▶ **Task goal**: What is needed here is an exact repetition of the records below, beginning at the line that has "self.url, separator, urlencoding::encode(&self.name))" and stopping after the line that has "use chrono::NaiveDate;".

[Opening Excerpted records section]

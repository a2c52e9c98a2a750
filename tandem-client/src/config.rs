use std::time::Duration;
use tandem_core::RoomId;
use tandem_core::utils::{DEFAULT_CONNECT_TIMEOUT, DEFAULT_RECONNECT_ATTEMPTS, DEFAULT_STUN_ADDR};

/// How hard a client tries to reach the relay before giving up.
#[derive(Debug, Clone, Copy, PartialEq, Eq)]
pub struct ReconnectPolicy {
    pub attempts: u32,
    /// Upper bound for a single connection attempt.
    pub timeout: Duration,
    pub backoff: Duration,
}

impl Default for ReconnectPolicy {
    fn default() -> Self {
        Self {
            attempts: DEFAULT_RECONNECT_ATTEMPTS,
            timeout: DEFAULT_CONNECT_TIMEOUT,
            backoff: Duration::from_millis(500),
        }
    }
}

/// Everything a participant needs to join a room and place calls.
#[derive(Debug, Clone)]
pub struct ClientConfig {
    /// WebSocket endpoint of the relay, e.g. `ws://127.0.0.1:3000/ws`.
    pub url: String,
    pub room: RoomId,
    pub name: String,
    pub ice_servers: Vec<String>,
    pub reconnect: ReconnectPolicy,
}

impl ClientConfig {
    pub fn new(url: impl Into<String>, room: impl Into<RoomId>, name: impl Into<String>) -> Self {
        Self {
            url: url.into(),
            room: room.into(),
            name: name.into(),
            ice_servers: vec![DEFAULT_STUN_ADDR.to_owned()],
            reconnect: ReconnectPolicy::default(),
        }
    }

    /// Relay URL with the display name attached as the `name` query parameter.
    pub fn connect_url(&self) -> String {
        let separator = if self.url.contains('?') { '&' } else { '?' };
        format!("{}{}name={}", self.url, separator, urlencoding::encode(&self.name))
    }
}
// =============================================================================
// Unit Tests
// =============================================================================

#[cfg(test)]
mod tests {
    use super::*;
    use crate::backend::MemoryBackend;
    use crate::repository::sale::{CustomerInfo, PaymentInfo, SaleRepository};
    use chrono::NaiveDate;
    use medistore_core::{CartLine, Medicine, Percentage};

    fn seeded_store() -> PharmacyStore<MemoryBackend> {
        let store = PharmacyStore::new(MemoryBackend::new());
        store
            .save_medicines(&[Medicine {
                id: "med-1".to_string(),
                name: "Panadol".to_string(),
                company: "GSK".to_string(),
                category: "Tablet".to_string(),
                cost_price_cents: 700,
                sale_price_cents: 1000,
                stock: 50,
                reorder_level: 10,
                expiry: NaiveDate::from_ymd_opt(2027, 1, 1).unwrap(),
                batch_number: "B-1".to_string(),
            }])
            .unwrap();
        store
    }

    fn record_sale(store: &PharmacyStore<MemoryBackend>, qty: i64) -> Sale {
        SaleRepository::new(store)
            .record_sale(
                vec![CartLine {
                    medicine_id: "med-1".to_string(),
                    name: "Panadol".to_string(),
                    company: "GSK".to_string(),
                    unit_price_cents: 1000,
                    quantity: qty,
                    discount_bps: 0,
                    batch_number: "B-1".to_string(),
                    stock_at_add: 50,
                }],
                PaymentInfo::card(),
                CustomerInfo {
                    name: Some("Ali".to_string()),
                    phone: None,
                },
                Percentage::zero(),
            )
            .unwrap()
    }

    #[test]
    fn test_validate_refund_unknown_sale() {
        let store = seeded_store();
        let engine = RefundEngine::new(&store);
        let err = engine.validate_refund("ghost", "med-1", 1).unwrap_err();
        assert!(matches!(err, StoreError::Core(CoreError::SaleNotFound(_))));
    }

    #[test]
    fn test_validate_refund_item_not_in_sale() {
        // Scenario C
        let store = seeded_store();
        let sale = record_sale(&store, 5);
        let engine = RefundEngine::new(&store);
        let err = engine.validate_refund(&sale.id, "med-9", 1).unwrap_err();
        assert!(matches!(
            err,
            StoreError::Core(CoreError::SaleLineMissing { .. })
        ));
    }

    #[test]
    fn test_submit_refund_restores_stock_and_records_amount() {
        let store = seeded_store();
        let sale = record_sale(&store, 5); // stock 50 → 45
        let engine = RefundEngine::new(&store);

        let line = engine.line_from_sale(&sale, "med-1", 2).unwrap();
        let refund = engine
            .submit_refund(
                &sale.id,
                vec![line],
                RefundReason::CustomerRequest,
                Some("opened box".to_string()),
                RefundStatus::Completed,
            )
            .unwrap();

        // 5% tax on the sale: subtotal 50.00, tax 2.50.
        // raw refund 20.00, blended share 20.00 × 2.50/50.00 = 1.00
        assert_eq!(refund.amount_cents, 2100);
        assert_eq!(refund.invoice_no, sale.id.chars().take(12).collect::<String>());
        assert_eq!(refund.customer_name.as_deref(), Some("Ali"));

        assert_eq!(store.medicines().unwrap()[0].stock, 47);
        assert_eq!(engine.refunded_quantity(&sale.id, "med-1").unwrap(), 2);
    }

    #[test]
    fn test_submit_refund_regates_against_latest_log() {
        let store = seeded_store();
        let sale = record_sale(&store, 5);
        let engine = RefundEngine::new(&store);

        let first = engine.line_from_sale(&sale, "med-1", 3).unwrap();
        engine
            .submit_refund(
                &sale.id,
                vec![first],
                RefundReason::Defective,
                None,
                RefundStatus::Completed,
            )
            .unwrap();

        // A stale caller that validated before the first submit cannot
        // push the line past its original quantity.
        let second = engine.line_from_sale(&sale, "med-1", 3).unwrap();
        let err = engine
            .submit_refund(
                &sale.id,
                vec![second],
                RefundReason::Defective,
                None,
                RefundStatus::Completed,
            )
            .unwrap_err();
        match err {
            StoreError::Core(CoreError::ExceedsAvailable {
                requested,
                available,
            }) => {
                assert_eq!(requested, 3);
                assert_eq!(available, 2);
            }
            other => panic!("unexpected error: {other}"),
        }
    }

    #[test]
    fn test_submit_refund_aggregates_duplicate_lines() {
        let store = seeded_store();
        let sale = record_sale(&store, 5);
        let engine = RefundEngine::new(&store);

        // Two lines for the same medicine totaling 6 > 5 sold
        let a = engine.line_from_sale(&sale, "med-1", 3).unwrap();
        let b = engine.line_from_sale(&sale, "med-1", 3).unwrap();
        let err = engine
            .submit_refund(
                &sale.id,
                vec![a, b],
                RefundReason::Other,
                None,
                RefundStatus::Completed,
            )
            .unwrap_err();
        assert!(matches!(
            err,
            StoreError::Core(CoreError::ExceedsAvailable { .. })
        ));
    }

    #[test]
    fn test_submit_refund_empty_lines_rejected() {
        let store = seeded_store();
        let sale = record_sale(&store, 5);
        let engine = RefundEngine::new(&store);
        let err = engine
            .submit_refund(
                &sale.id,
                vec![],
                RefundReason::Other,
                None,
                RefundStatus::Completed,
            )
            .unwrap_err();
        assert!(matches!(err, StoreError::Core(CoreError::EmptyCart)));
    }

    #[test]
    fn test_refund_for_deleted_medicine_still_appends() {
        let store = seeded_store();
        let sale = record_sale(&store, 5);
        let engine = RefundEngine::new(&store);

        // Medicine removed after the sale; refund still goes through and
        // the stock restoration is silently absorbed.
        store.save_medicines(&[]).unwrap();

        let line = engine.line_from_sale(&sale, "med-1", 1).unwrap();
        let refund = engine
            .submit_refund(
                &sale.id,
                vec![line],
                RefundReason::Expired,
                None,
                RefundStatus::Completed,
            )
            .unwrap();
        assert_eq!(engine.refunds_for_sale(&sale.id).unwrap().len(), 1);
        assert_eq!(refund.lines[0].medicine_name, "Panadol");
    }

    #[test]
    fn test_line_status_progression() {
        let store = seeded_store();
        let sale = record_sale(&store, 2);
        let engine = RefundEngine::new(&store);

        assert_eq!(
            engine.line_status(&sale, "med-1").unwrap(),
            LineRefundStatus::Available
        );

        let one = engine.line_from_sale(&sale, "med-1", 1).unwrap();
        engine
            .submit_refund(
                &sale.id,
                vec![one],
                RefundReason::Other,
                None,
                RefundStatus::Completed,
            )
            .unwrap();
        assert_eq!(
            engine.line_status(&sale, "med-1").unwrap(),
            LineRefundStatus::PartiallyRefunded
        );

        let last = engine.line_from_sale(&sale, "med-1", 1).unwrap();
        engine
            .submit_refund(
                &sale.id,
                vec![last],
                RefundReason::Other,
                None,
                RefundStatus::Completed,
            )
            .unwrap();
        assert_eq!(
            engine.line_status(&sale, "med-1").unwrap(),
            LineRefundStatus::FullyRefunded
        );
    }
}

[Closing Excerpted records section]

▶ **Answer section**:
        format!("{}{}name={}", self.url, separator, urlencoding::encode(&self.name))
    }
}
// =============================================================================
// Unit Tests
// =============================================================================

#[cfg(test)]
mod tests {
    use super::*;
    use crate::backend::MemoryBackend;
    use crate::repository::sale::{CustomerInfo, PaymentInfo, SaleRepository};
    use chrono::NaiveDate;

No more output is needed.